The hypothesis itself is illustrated in Fig. 2 where the top two panels show families of contours for the same formant and the same set of vowels but in two different CVC contexts. A frame is selected from each context and its corresponding vowel-formant ensemble is marked by a vertical line. These ensembles from the two contexts are transferred to the bottom panel, which has the same vertical scale (representing formant frequency) as the top two plots. The horizontal arrangement of the ensembles in the bottom panel is arbitrary, and is planned simply to fit the picture to reasonable proportions. The fact that the vowel placements subdivide the two ensembles in the same proportions, i.e., that the ensembles are geometrically similar to each other, is shown by the fact that the lines connecting identical vowels in the two ensembles all intersect at the same point. (The location of this point in and of itself is meaningless, as can be seen by how it could be moved around by adjusting the arbitrary horizontal placement of the two ensembles.) That the ensemble from Context A and the one from Context B are selected arbitrarily illustrates our hypothesis: that all pairs of a speaker's vowel-formant ensembles for a given formant will be similar to each other, i.e., all these VFEs will be linearly scaled copies of one another across contexts and time frames.

The vowel-formant contours in the different contexts in Fig. 2 have different shapes and different displacements. As the diagram suggests, however, these complexities in the individual contours may give way to a simpler pattern when our point of view shifts from the time axis to the vowel-formant ensemble.

In Section 2 we start from one of the time-domain models we developed in BC87. It embodies the simple properties of (1) additivity of effects from initial and final consonants, (2) per-consonant similarity of transition shapes, and (3) scaling of transitions by the differences between vowel targets and consonant loci. The model involves parameters and functions which are indexed by the vowel and by the initial and final consonants. The only element of the model that depends on the vowel category is the vowel target, which enters the model only as a first-order factor. These properties imply that within a given formant number (such as F2) the vowel-formant ensemble from any frame and any context in the model is a linearly scaled version of the model's target ensemble and that as a result all the VFEs for the given formant in the model are linearly scaled versions of one another.
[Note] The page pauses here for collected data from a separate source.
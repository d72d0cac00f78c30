//! # CD-01 Binning
//!
//! Pure generators for the bins that discovery histograms are built on.
//!
//! ## Architecture
//!
//! - **Domain Layer** (`domain/`): Pure functions, no I/O, no async
//!   - `numeric`: auto-binning (tapered uniform widths) and custom boundaries
//!   - `monthly`: calendar-month iteration and `"Jan 2021"` labels
//!   - `labels`: parsing bin labels back into ranges for search filters
//!
//! ## Invariants
//!
//! - **INVARIANT-1**: The bins generated for one field partition the domain:
//!   `bins[i].ceil == bins[i + 1].floor`, no gaps and no overlaps.
//! - **INVARIANT-2**: The month sequence between two observed months contains
//!   every calendar month, so date histograms have no silent gaps.
//! - **INVARIANT-3**: Malformed binning is rejected before anything is
//!   emitted. These are authoring errors in the configuration, never user input.
//!
//! ## Usage Example
//!
//! ```ignore
//! use cd_01_binning::{AutoBinning, NumericBinning};
//!
//! let binning = NumericBinning::Auto(AutoBinning {
//!     minimum: 0,
//!     maximum: 100,
//!     taper_left: 10,
//!     taper_right: 90,
//!     bin_size: 10,
//! });
//! let bins = binning.bins()?;
//! assert_eq!(bins[0].label, "< 10");
//! ```

pub mod domain;
pub mod error;

pub use domain::{
    months_between, parse_range_label, AutoBinning, BinSpec, CustomBinning, DateBinBy,
    MonthRange, NumericBinning, YearMonth, YEAR_MONTH_LEN,
};
pub use error::BinningError;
We finish Section 2 by showing how this theoretical result can be connected to data through some simple numerical operations. F1 and F2 data on a single speaker's vowels spoken in different CVd contexts are used in Section 3 to illustrate the linear scaling relation and test it statistically using interrepetition variation as a baseline. For this example dataset the hypothesized linear scaling of its VFEs cannot be confirmed in the strictest statistical sense, but its implied rms departure from linearity is only about 14 Hz for each formant. Therefore the F1 and F2 VFEs for this dataset are only nearly linearly scaled. If not strictly true, then our hypothesis of linear scaling will be seen to be a remarkably good approximation for this dataset.

In Section 3 we also adapt the linear scaling relation to a form of normalization of vowel-formant ensembles for context and show how vowels become better separated on an F1F2 plot. Limitations and applications of the scaling relation are discussed in Section 4 while our conclusions are summarized in Section 5.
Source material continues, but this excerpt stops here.